Example of ore processing:
Smelting an iron ore in a vanilla furnace yields 1 ingot
Smelting an iron ore in the Smeltery yields 2 ingots
Smelting an iron ore in the Kiln will produce either two or three reduced iron chunks.
Smelting a reduced iron chunk in a furnace will produce one iron ingot.
Smelting a reduced iron chunk in the smeltery will produce one iron ingot and six nuggets
Smelting a reduced iron chunk in the kiln will either produce one or two refined iron chunks
Smelting a refined iron chunk in a furnace will produce one iron ingot.
Smelting a refined iron chunk in the smeltery will produce one iron ingot and three iron nuggets
Smelting a refined iron chunk in the kiln will produce one iron ingot.
The kiln can also double the number of bricks gained from smelting clay, grout, and netherack, and double the amount of glass gained from sand.
How you power the kiln will affect the odds of multiplying your ore, as will the type of brick used to create it.
Forging:
By heating a metal toolpart in the kiln, one can referee it with better stats. A toolpart may only be forged once.
Forging happens over three steps. First, the toolpart is heated in the kiln. Different metals will require different temperatures. Once the part is heated, you then take it to the tool forge (from Tinker's construct). There, you will add a modifier to it. To finish this step, place any tinkers' hammer in the GUI, and finish crafting the part. The hammer will take some damage in the process.
Modifiers:
Gold ingot: Gold Inlay: Allows the resulting tool to accept vanilla enchantments
Obsidian Tool rod: Obsidian core: Grants the toolpart Reinforced III
Redstone and glowstone: Charged: attacks have a chance of hitting multiple entities
Ender pearl: Resonant: Long reach, you can attack from a distance, projectiles teleport.
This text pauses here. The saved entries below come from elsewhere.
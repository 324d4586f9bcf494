use std::num::NonZeroUsize;

use ndarray::{Array1, ArrayView1, ArrayView2};
use rand::{Rng, SeedableRng, rngs::StdRng};
use rayon::prelude::*;
use serde::{Deserialize, Serialize};

use crate::{DecisionTreeRegressor, MlError, Regressor, Result};

/// An averaging ensemble of regression trees fitted on bootstrap samples.
///
/// Every tree considers all features at each split; the randomness comes from
/// the bootstrap only. With a fixed `random_state` fitting is deterministic,
/// regardless of how rayon schedules the trees.
#[derive(Debug, Clone, Serialize, Deserialize)]
pub struct RandomForestRegressor {
    n_estimators: NonZeroUsize,
    max_depth: Option<usize>,
    min_samples_split: usize,
    min_samples_leaf: usize,
    bootstrap: bool,
    random_state: Option<u64>,
    n_features: Option<usize>,
    trees: Vec<DecisionTreeRegressor>,
}

impl RandomForestRegressor {
    /// Creates a new unfitted `RandomForestRegressor`.
    ///
    /// # Args
    /// * `n_estimators` - The amount of trees in the forest.
    ///
    /// # Returns
    /// A forest with unlimited depth, bootstrap enabled and no fixed seed.
    pub fn new(n_estimators: NonZeroUsize) -> Self {
        Self {
            n_estimators,
            max_depth: None,
            min_samples_split: 2,
            min_samples_leaf: 1,
            bootstrap: true,
            random_state: None,
            n_features: None,
            trees: Vec::new(),
        }
    }

    pub fn with_max_depth(mut self, max_depth: Option<usize>) -> Self {
        self.max_depth = max_depth;
        self
    }

    /// Fixes the seed used to draw the bootstrap samples.
    pub fn with_random_state(mut self, random_state: Option<u64>) -> Self {
        self.random_state = random_state;
        self
    }

    /// Returns the fitted trees, empty before fit.
    #[cfg(test)]
    fn trees(&self) -> &[DecisionTreeRegressor] {
        &self.trees
    }

    /// Derives one seed per tree from the forest's random state.
    fn tree_seeds(&self) -> Vec<u64> {
        let mut rng = match self.random_state {
            Some(seed) => StdRng::seed_from_u64(seed),
            None => StdRng::from_os_rng(),
        };

        (0..self.n_estimators.get()).map(|_| rng.random()).collect()
    }

    fn blank_tree(&self) -> DecisionTreeRegressor {
        DecisionTreeRegressor::new()
            .with_max_depth(self.max_depth)
            .with_min_samples_split(self.min_samples_split)
            .with_min_samples_leaf(self.min_samples_leaf)
    }
}

impl Regressor for RandomForestRegressor {
    fn fit(&mut self, x: ArrayView2<f64>, y: ArrayView1<f64>) -> Result<()> {
        let rows = x.nrows();

        if rows != y.len() {
            return Err(MlError::ShapeMismatch {
                what: "targets",
                got: y.len(),
                expected: rows,
            });
        }
        if rows == 0 {
            return Err(MlError::InvalidInput("cannot fit a forest on zero samples"));
        }
        if x.ncols() == 0 {
            return Err(MlError::InvalidInput("cannot fit a forest on zero features"));
        }

        let bootstrap = self.bootstrap;
        let trees = self
            .tree_seeds()
            .into_par_iter()
            .map(|seed| -> Result<DecisionTreeRegressor> {
                let samples = if bootstrap {
                    let mut rng = StdRng::seed_from_u64(seed);
                    (0..rows).map(|_| rng.random_range(0..rows)).collect()
                } else {
                    (0..rows).collect()
                };

                let mut tree = self.blank_tree();
                tree.fit_samples(x, y, samples)?;
                Ok(tree)
            })
            .collect::<Result<Vec<_>>>()?;

        log::debug!(
            "fitted {} trees on {rows} samples x {} features",
            trees.len(),
            x.ncols()
        );

        self.trees = trees;
        self.n_features = Some(x.ncols());
        Ok(())
    }

    fn predict(&self, x: ArrayView2<f64>) -> Result<Array1<f64>> {
        let expected = self.n_features.ok_or(MlError::NotFitted("random forest"))?;
        if x.ncols() != expected {
            return Err(MlError::ShapeMismatch {
                what: "forest features",
                got: x.ncols(),
                expected,
            });
        }

        let n_trees = self.trees.len() as f64;
        x.rows()
            .into_iter()
            .map(|row| -> Result<f64> {
                let mut total = 0.0;
                for tree in &self.trees {
                    total += tree.predict_row(row)?;
                }
                Ok(total / n_trees)
            })
            .collect()
    }

    fn n_features_in(&self) -> Option<usize> {
        self.n_features
    }
}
Thaumium (with Thaumcraft): Adds the Thaumic ability. Using it on a thaumium toolpart will make that one part count as three.
Finally, to finish forging the toolpart, it needs to be cooled. Dropping it in water will cool it the fastest, resulting in a hardened toolpart. This will raise the amount of damage it does and it's mining level, but it's durability will plummet. The next option is to let it air cool, keeping the attack damage and durability the same as when it was first cast. Finally, one can take it to a kiln burning at a low temperature, to temper the part, raising it's durability.
Kiln brick: made from four vanilla bricks, and a piece of clay.
Kiln Controller: made from eight vanilla bricks, and a piece of clay.
Hellish Kiln Brick: made from four nether bricks, and a piece of grout.
Hellish kiln controller: made from eight nether bricks, and a piece of grout.
All kiln blocks must be smelted before they can be used.
Building the kiln:
The kiln has three layers. The bottom layer is simply a ring of kiln bricks surrounding a heat source (in order of temperature level; air, torch, glowstone, fire, Nitor (with Thaumcraft installed), and lava)
The second layer is another ring of kiln bricks, with the kiln controller in the middle of one side.
The final layer is a third ring of kiln bricks.
Running the kiln:
The kiln GUI should be similar to that of a furnace, with slots for inputs, outputs, and fuel. The temperature of the kiln is determined by the heat source, and what fuel is being burned. If the kiln is running too hot, the item being heated will be lost. If it is not hot enough, ores will not multiply, and you will not be able to forge toolparts.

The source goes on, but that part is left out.